Um ponto de viragem fundamental foi a saída do falcão da ultra guerra John Bolton, que havia promovido pessoalmente a política, como conselheiro de segurança nacional.


Em 2020, enquanto a Casa Branca se concentrava nas eleições, na pandemia de Covid-19 e no confronto direto com a China, a política de golpes da Venezuela havia sido virtualmente esquecida, embora as sanções continuem em vigor.


Enquanto Trump se prepara com relutância para deixar o cargo, não parece ser uma questão de urgência.


Maduro não tem nada a perder


Olhando para a situação em Washington, Maduro calculou que o pior já passou. Ele não está mais no radar de Trump, e com o país à beira das sanções, não há mais nada para ele perder se começar a pressioná-los.

No mínimo, é a China que será sancionada por comprar o petróleo venezuelano, depois a própria Caracas. Esta janela de dois meses para a transição é um alívio - espaço para respirar político, e o pensamento é que Biden não pode ser pior do que Trump...

E se for.. ainda assim Venezuela tem China Irã e Rússia ao seu lado...


As políticas de mudança de regime na América Latina são, sem dúvida, uma iniciativa bipartidária nos Estados Unidos, mas os republicanos as perseguem com um nível especial de fanatismo.... O lobby do exílio cubano, com figuras importantes como o senador republicano da Flórida, Marco Rubio, defende fortemente essas políticas, mas os democratas costumam ser menos zelosos a respeito....


Afinal, Biden fazia parte do governo Barack Obama, que normalizou os laços com Cuba, um movimento ressentido pelos republicanos. Embora a Casa Branca também gostasse de mudanças de regime, estava longe de ser a abordagem desequilibrada de "marreta" de Trump para tudo.


Portanto, embora Biden não abandone a política de exigir mudanças políticas democráticas, a estratégia atual de tentar forçar Maduro a sair em favor de uma oposição incompetente em Guaido provavelmente será desacreditada, o que será uma bênção para os venezuelanos comuns que apenas intensificou seu sofrimento em cima de uma abundância de problemas econômicos.

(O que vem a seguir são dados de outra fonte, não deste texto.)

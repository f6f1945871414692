// SPDX-License-Identifier: AGPL-3.0-or-later
//
// Copyright (C) 2026 Relational Network

//! Lifecycle annotation records.
//!
//! Each annotation is its own record whose `Original-Transaction` tag points
//! at the logical record it changes. Only the metadata is meaningful;
//! payloads are empty except on rollback records, which carry the restored
//! version's bytes.

use crate::gateway::RecordId;
use crate::metadata::{keys, Metadata, FALSE, TRUE};

/// A single lifecycle event.
#[derive(Debug, Clone, PartialEq, Eq)]
pub enum Annotation {
    Deleted {
        at: String,
        permanent: bool,
        by: Option<String>,
    },
    Restored {
        at: String,
        by: Option<String>,
    },
    ShareRevoked {
        at: String,
        user: Option<String>,
        revoke_all: bool,
    },
    /// New current version whose payload is a copy of `to`.
    Rollback { to: RecordId },
    /// Pointer to the version that was current before a rollback.
    Backup { of: RecordId, at: String },
    DownloadRecorded {
        of: RecordId,
        at: String,
        by: Option<String>,
    },
}

impl Annotation {
    /// Short name used in logs and errors.
    pub fn kind(&self) -> &'static str {
        match self {
            Annotation::Deleted { .. } => "deleted",
            Annotation::Restored { .. } => "restored",
            Annotation::ShareRevoked { .. } => "share-revoked",
            Annotation::Rollback { .. } => "rollback",
            Annotation::Backup { .. } => "backup",
            Annotation::DownloadRecorded { .. } => "download",
        }
    }

    /// Wire tags for this annotation, keyed to `original`.
    pub fn to_metadata(&self, original: &RecordId) -> Metadata {
        let metadata = match self {
            Annotation::Deleted { at, permanent, by } => {
                let mut m = Metadata::new()
                    .with(keys::DELETED, TRUE)
                    .with(keys::DELETED_AT, at.as_str())
                    .with(keys::PERMANENT, if *permanent { TRUE } else { FALSE });
                if let Some(by) = by {
                    m.insert(keys::DELETED_BY, by.as_str());
                }
                m
            }
            Annotation::Restored { at, by } => {
                let mut m = Metadata::new()
                    .with(keys::RESTORED, TRUE)
                    .with(keys::RESTORED_AT, at.as_str());
                if let Some(by) = by {
                    m.insert(keys::RESTORED_BY, by.as_str());
                }
                m
            }
            Annotation::ShareRevoked {
                at,
                user,
                revoke_all,
            } => {
                let mut m = Metadata::new()
                    .with(keys::SHARE_REVOKED, TRUE)
                    .with(keys::REVOKED_AT, at.as_str());
                if let Some(user) = user {
                    m.insert(keys::REVOKED_USER, user.as_str());
                }
                if *revoke_all {
                    m.insert(keys::REVOKE_ALL, TRUE);
                }
                m
            }
            Annotation::Rollback { to } => Metadata::new().with(keys::ROLLBACK_TO, to.as_str()),
            Annotation::Backup { of, at } => Metadata::new()
                .with(keys::BACKUP_OF, of.as_str())
                .with(keys::BACKUP_AT, at.as_str()),
            Annotation::DownloadRecorded { of, at, by } => {
                let mut m = Metadata::new()
                    .with(keys::DOWNLOAD_OF, of.as_str())
                    .with(keys::DOWNLOADED_AT, at.as_str());
                if let Some(by) = by {
                    m.insert(keys::DOWNLOADED_BY, by.as_str());
                }
                m
            }
        };
        metadata.with(keys::ORIGINAL_TRANSACTION, original.as_str())
    }

    /// Classify a record's tags.
    ///
    /// `Ok(None)` means the record is not a lifecycle annotation (for example
    /// a content record that merely shares the `Original-Transaction` tag).
    pub fn from_metadata(metadata: &Metadata) -> Result<Option<Self>, String> {
        let at = |key: &str| metadata.get(key).unwrap_or_default().to_string();
        let by = |key: &str| {
            metadata
                .get(key)
                .filter(|v| !v.is_empty())
                .map(str::to_string)
        };

        if metadata.is_true(keys::DELETED) {
            return Ok(Some(Annotation::Deleted {
                at: at(keys::DELETED_AT),
                permanent: metadata.is_true(keys::PERMANENT),
                by: by(keys::DELETED_BY),
            }));
        }
        if metadata.is_true(keys::RESTORED) {
            return Ok(Some(Annotation::Restored {
                at: at(keys::RESTORED_AT),
                by: by(keys::RESTORED_BY),
            }));
        }
        if metadata.is_true(keys::SHARE_REVOKED) {
            let user = by(keys::REVOKED_USER);
            let revoke_all = metadata.is_true(keys::REVOKE_ALL);
            if user.is_none() && !revoke_all {
                return Err("share revocation names neither a user nor Revoke-All".to_string());
            }
            return Ok(Some(Annotation::ShareRevoked {
                at: at(keys::REVOKED_AT),
                user,
                revoke_all,
            }));
        }
        if let Some(to) = metadata.get(keys::ROLLBACK_TO) {
            return pointer(keys::ROLLBACK_TO, to).map(|to| Some(Annotation::Rollback { to }));
        }
        if let Some(of) = metadata.get(keys::BACKUP_OF) {
            return pointer(keys::BACKUP_OF, of).map(|of| {
                Some(Annotation::Backup {
                    of,
                    at: at(keys::BACKUP_AT),
                })
            });
        }
        if let Some(of) = metadata.get(keys::DOWNLOAD_OF) {
            return pointer(keys::DOWNLOAD_OF, of).map(|of| {
                Some(Annotation::DownloadRecorded {
                    of,
                    at: at(keys::DOWNLOADED_AT),
                    by: by(keys::DOWNLOADED_BY),
                })
            });
        }
        Ok(None)
    }
}

fn pointer(key: &str, value: &str) -> Result<RecordId, String> {
    let value = value.trim();
    if value.is_empty() {
        Err(format!("{key} is empty"))
    } else {
        Ok(RecordId::from(value))
    }
}

#[cfg(test)]
mod tests {
    use super::*;

    const AT: &str = "2026-01-01T00:00:00.000Z";

    #[test]
    fn deleted_uses_wire_keys() {
        let original = RecordId::from("orig");
        let metadata = Annotation::Deleted {
            at: AT.to_string(),
            permanent: false,
            by: Some("alice".to_string()),
        }
        .to_metadata(&original);

        assert_eq!(metadata.get("Deleted"), Some("true"));
        assert_eq!(metadata.get("Deleted-At"), Some(AT));
        assert_eq!(metadata.get("Permanent"), Some("false"));
        assert_eq!(metadata.get("Deleted-By"), Some("alice"));
        assert_eq!(metadata.get("Original-Transaction"), Some("orig"));
    }

    #[test]
    fn annotations_survive_their_tags() {
        let original = RecordId::from("orig");
        let annotations = [
            Annotation::Deleted {
                at: AT.to_string(),
                permanent: true,
                by: None,
            },
            Annotation::Restored {
                at: AT.to_string(),
                by: Some("bob".to_string()),
            },
            Annotation::ShareRevoked {
                at: AT.to_string(),
                user: Some("carol".to_string()),
                revoke_all: false,
            },
            Annotation::ShareRevoked {
                at: AT.to_string(),
                user: None,
                revoke_all: true,
            },
            Annotation::Rollback {
                to: RecordId::from("v1"),
            },
            Annotation::Backup {
                of: RecordId::from("v2"),
                at: AT.to_string(),
            },
            Annotation::DownloadRecorded {
                of: RecordId::from("v2"),
                at: AT.to_string(),
                by: None,
            },
        ];
        for annotation in annotations {
            let parsed = Annotation::from_metadata(&annotation.to_metadata(&original)).unwrap();
            assert_eq!(parsed, Some(annotation));
        }
    }

    #[test]
    fn content_tags_are_not_annotations() {
        let metadata = Metadata::new()
            .with("Content-Type", "text/plain")
            .with(keys::ORIGINAL_TRANSACTION, "orig");
        assert_eq!(Annotation::from_metadata(&metadata).unwrap(), None);
    }

    #[test]
    fn revocation_without_target_is_malformed() {
        let metadata = Metadata::new()
            .with(keys::SHARE_REVOKED, TRUE)
            .with(keys::REVOKED_AT, AT);
        assert!(Annotation::from_metadata(&metadata).is_err());
    }

    #[test]
    fn empty_pointer_is_malformed() {
        let metadata = Metadata::new().with(keys::ROLLBACK_TO, " ");
        assert!(Annotation::from_metadata(&metadata).is_err());
    }
}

Ainda assim, estará no topo da lista de prioridades de Biden? Quase certamente não: ele está herdando um confronto com a China, um desastre Covid-19 deixado por Trump, uma economia esgotada e relações rompidas com aliados - e todos esses são problemas maiores e mais urgentes que minarão seu tempo e capital político. Haverá pouco para investir em martelar ainda mais a Venezuela... Biden começou a mirar o Irã nesse momento... De modo mais agressivo que Trump...


Então, Caracas está se arriscando. Ela está vendendo petróleo porque calculou que há uma oportunidade para fazê-lo e, por sua vez, outros estão mais dispostos a arriscar. 2020 tem sido horrível para a Venezuela por várias razões, mas em um nível político as prioridades e o ciclo de notícias já avançaram.


Para os EUA, a mudança de regime não era um objetivo estratégico urgente, mas sim uma ferramenta para preservar o domínio americano desenfreado nas Américas. Um país exaurido e enfraquecido não é uma ameaça para os EUA, portanto, antes que Biden comece a trabalhar em sua longa lista de problemas, agora pode ser a hora de obter algum alívio.


Heba Ayyad - Escritora, poeta e Jornalista Palestina.